EXERCISE: Give the number of lines in the data below where the string "remote" occurs, and nothing else.

= = = =

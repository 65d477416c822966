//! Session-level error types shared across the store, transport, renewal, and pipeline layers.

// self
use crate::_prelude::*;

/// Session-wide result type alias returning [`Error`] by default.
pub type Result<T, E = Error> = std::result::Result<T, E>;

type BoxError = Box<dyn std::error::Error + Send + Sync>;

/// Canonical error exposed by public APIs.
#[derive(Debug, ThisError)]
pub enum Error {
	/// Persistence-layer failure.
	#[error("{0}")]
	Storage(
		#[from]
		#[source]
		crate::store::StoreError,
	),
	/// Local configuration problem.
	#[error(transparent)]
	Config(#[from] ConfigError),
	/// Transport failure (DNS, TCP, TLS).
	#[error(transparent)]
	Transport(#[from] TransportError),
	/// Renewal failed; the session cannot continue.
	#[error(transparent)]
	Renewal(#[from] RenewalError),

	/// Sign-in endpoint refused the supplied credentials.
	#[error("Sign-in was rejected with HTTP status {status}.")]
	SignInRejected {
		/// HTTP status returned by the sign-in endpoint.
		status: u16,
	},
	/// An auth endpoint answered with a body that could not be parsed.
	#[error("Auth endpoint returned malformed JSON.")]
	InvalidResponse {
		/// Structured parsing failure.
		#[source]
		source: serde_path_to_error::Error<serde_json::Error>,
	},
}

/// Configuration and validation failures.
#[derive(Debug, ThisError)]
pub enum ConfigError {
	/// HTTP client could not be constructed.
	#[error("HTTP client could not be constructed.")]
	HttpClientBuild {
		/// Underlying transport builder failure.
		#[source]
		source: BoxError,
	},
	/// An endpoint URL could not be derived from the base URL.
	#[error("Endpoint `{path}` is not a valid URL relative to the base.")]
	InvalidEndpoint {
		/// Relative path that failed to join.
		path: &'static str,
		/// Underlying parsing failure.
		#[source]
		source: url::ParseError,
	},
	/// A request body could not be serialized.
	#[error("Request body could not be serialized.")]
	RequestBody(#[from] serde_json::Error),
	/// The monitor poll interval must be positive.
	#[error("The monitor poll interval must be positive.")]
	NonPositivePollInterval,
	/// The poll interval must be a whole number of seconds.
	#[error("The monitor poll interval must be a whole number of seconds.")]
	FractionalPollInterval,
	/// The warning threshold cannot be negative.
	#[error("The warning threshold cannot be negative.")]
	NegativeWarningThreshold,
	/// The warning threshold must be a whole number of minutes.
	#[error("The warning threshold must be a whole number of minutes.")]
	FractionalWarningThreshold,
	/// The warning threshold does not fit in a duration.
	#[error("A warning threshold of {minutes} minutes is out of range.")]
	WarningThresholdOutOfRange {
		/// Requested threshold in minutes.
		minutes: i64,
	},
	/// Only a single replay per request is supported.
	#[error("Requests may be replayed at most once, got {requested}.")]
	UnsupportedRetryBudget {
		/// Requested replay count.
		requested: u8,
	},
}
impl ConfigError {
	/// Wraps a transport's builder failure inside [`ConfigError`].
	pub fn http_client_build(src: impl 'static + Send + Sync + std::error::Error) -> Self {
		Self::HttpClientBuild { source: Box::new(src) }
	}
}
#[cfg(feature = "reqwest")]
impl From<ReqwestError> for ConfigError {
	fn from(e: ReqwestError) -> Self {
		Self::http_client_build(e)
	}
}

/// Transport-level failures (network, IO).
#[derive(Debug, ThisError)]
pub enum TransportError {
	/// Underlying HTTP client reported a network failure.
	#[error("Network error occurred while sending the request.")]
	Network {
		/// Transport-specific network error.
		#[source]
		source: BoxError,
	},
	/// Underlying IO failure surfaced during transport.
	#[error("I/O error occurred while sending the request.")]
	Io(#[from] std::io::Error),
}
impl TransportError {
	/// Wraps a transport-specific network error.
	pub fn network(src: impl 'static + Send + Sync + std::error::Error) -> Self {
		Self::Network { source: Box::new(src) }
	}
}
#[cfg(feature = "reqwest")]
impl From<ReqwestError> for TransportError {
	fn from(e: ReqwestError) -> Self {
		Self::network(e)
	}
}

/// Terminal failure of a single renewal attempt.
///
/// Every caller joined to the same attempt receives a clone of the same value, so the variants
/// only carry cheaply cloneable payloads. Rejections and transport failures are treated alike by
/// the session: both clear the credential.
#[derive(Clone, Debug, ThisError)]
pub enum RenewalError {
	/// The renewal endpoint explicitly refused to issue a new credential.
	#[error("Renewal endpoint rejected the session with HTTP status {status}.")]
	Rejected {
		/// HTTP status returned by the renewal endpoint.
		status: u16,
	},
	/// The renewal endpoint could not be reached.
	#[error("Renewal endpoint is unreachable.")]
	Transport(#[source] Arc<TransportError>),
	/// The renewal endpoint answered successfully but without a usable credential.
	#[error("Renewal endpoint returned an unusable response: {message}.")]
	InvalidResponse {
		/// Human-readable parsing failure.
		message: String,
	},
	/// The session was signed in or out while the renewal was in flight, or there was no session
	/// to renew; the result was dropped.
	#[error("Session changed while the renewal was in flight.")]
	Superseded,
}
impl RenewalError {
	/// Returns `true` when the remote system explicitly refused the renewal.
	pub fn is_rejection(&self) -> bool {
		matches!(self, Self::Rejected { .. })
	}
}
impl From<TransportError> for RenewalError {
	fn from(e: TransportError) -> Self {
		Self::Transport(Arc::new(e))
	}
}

= = = =

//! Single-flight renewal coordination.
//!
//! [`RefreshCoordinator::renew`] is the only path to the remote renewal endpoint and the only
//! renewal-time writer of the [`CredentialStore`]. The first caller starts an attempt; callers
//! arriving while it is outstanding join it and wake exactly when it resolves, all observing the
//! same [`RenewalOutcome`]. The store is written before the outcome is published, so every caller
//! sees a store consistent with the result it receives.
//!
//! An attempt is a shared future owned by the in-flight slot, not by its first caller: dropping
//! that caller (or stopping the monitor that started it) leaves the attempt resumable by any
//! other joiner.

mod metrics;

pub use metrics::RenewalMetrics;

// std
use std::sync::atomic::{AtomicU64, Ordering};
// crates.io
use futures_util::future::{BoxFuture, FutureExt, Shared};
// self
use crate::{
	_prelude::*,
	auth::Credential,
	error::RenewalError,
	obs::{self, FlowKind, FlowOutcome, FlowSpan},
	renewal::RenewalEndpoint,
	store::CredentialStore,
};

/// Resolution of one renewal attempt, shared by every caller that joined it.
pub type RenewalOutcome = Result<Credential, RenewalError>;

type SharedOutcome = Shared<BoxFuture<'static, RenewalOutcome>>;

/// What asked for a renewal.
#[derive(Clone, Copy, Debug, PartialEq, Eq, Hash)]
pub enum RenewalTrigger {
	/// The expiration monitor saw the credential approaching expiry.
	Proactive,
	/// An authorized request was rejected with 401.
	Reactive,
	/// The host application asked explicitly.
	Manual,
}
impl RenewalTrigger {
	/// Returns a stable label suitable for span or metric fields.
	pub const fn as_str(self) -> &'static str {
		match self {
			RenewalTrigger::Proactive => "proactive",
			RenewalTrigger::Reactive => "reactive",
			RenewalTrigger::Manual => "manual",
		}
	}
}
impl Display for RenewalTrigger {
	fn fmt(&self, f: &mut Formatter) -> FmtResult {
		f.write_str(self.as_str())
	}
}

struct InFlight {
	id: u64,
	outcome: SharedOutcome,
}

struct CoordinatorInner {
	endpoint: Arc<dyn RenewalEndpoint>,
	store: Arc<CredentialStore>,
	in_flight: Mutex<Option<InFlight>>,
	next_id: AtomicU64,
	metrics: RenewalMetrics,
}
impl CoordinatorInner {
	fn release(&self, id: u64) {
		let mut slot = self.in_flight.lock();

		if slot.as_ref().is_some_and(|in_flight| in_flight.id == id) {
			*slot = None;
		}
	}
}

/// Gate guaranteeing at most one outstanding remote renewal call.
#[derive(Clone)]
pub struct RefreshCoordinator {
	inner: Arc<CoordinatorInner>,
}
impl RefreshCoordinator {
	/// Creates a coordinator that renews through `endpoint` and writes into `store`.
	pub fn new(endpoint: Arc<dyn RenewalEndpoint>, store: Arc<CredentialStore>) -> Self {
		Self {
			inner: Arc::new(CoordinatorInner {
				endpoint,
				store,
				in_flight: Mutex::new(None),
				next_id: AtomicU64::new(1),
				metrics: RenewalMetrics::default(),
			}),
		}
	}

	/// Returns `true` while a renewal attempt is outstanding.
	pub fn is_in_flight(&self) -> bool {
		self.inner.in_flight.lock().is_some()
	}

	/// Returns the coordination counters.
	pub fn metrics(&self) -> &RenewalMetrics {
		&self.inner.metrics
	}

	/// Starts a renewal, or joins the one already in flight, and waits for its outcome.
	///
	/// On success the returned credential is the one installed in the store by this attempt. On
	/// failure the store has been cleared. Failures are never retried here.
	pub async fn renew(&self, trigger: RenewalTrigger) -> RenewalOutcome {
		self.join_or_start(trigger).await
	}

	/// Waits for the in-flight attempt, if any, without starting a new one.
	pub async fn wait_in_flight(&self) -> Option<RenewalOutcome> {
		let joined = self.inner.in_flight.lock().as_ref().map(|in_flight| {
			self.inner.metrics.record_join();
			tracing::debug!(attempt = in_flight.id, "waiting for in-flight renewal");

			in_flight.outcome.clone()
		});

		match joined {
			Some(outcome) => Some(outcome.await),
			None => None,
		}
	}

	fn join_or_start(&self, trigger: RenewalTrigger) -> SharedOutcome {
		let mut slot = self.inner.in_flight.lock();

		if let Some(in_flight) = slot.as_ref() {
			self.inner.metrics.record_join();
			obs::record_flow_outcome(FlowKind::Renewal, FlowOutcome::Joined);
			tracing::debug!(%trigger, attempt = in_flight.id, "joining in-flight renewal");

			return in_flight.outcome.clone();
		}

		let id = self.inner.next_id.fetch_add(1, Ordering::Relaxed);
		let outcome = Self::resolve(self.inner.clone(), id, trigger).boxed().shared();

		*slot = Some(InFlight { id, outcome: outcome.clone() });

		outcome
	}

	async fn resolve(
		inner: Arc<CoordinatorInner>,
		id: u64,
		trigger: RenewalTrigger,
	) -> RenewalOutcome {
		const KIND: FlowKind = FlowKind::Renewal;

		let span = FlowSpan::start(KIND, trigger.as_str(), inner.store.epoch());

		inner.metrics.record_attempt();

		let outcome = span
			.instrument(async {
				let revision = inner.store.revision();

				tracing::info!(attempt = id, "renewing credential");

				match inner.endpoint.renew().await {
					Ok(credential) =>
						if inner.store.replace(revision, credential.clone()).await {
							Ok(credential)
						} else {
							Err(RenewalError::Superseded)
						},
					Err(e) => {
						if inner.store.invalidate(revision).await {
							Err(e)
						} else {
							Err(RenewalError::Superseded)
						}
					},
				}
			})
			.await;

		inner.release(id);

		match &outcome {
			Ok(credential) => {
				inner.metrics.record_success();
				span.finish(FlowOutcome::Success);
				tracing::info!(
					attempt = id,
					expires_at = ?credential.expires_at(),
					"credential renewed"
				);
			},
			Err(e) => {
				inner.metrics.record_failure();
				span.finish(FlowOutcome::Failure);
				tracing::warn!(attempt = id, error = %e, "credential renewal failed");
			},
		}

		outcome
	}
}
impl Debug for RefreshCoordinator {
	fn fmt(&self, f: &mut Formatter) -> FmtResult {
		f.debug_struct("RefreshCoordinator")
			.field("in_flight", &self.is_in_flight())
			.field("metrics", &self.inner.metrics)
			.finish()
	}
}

= = = =

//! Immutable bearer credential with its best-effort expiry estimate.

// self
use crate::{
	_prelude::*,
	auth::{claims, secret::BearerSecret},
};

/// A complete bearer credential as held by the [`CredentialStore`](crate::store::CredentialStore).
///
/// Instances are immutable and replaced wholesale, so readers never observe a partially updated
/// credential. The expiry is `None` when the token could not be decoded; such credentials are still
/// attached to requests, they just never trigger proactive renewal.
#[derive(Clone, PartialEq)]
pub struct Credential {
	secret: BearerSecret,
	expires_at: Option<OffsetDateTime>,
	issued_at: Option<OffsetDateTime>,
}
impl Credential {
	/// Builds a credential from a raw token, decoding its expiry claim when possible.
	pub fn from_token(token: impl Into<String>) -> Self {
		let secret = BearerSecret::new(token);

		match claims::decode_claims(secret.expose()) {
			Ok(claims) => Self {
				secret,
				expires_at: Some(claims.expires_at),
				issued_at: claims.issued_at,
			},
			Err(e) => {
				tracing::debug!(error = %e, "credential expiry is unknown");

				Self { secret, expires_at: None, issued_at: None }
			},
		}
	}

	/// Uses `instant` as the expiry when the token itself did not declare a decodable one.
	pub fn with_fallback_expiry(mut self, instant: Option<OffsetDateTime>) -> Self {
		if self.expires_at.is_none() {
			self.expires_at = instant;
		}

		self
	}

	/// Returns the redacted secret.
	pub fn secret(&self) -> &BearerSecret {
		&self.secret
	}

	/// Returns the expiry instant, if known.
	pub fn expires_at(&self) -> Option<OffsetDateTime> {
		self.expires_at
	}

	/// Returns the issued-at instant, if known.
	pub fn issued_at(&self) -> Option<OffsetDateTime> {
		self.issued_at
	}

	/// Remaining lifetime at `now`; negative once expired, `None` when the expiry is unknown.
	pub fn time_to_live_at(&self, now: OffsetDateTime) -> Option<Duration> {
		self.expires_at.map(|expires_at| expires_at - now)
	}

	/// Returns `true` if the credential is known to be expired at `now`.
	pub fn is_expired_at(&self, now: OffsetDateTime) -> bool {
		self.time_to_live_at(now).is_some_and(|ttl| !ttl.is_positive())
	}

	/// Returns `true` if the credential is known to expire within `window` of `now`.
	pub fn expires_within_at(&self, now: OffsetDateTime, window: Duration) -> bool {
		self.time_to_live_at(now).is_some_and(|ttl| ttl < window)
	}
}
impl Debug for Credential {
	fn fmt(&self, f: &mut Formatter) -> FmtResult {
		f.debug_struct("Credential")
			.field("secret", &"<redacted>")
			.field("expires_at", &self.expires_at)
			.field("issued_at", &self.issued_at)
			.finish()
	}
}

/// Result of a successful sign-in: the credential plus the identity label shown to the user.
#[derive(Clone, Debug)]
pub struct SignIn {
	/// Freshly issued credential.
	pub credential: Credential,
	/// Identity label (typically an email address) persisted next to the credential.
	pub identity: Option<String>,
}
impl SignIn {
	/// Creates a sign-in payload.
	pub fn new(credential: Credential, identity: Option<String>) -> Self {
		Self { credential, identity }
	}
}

= = = =

YOUR SOLUTION: 3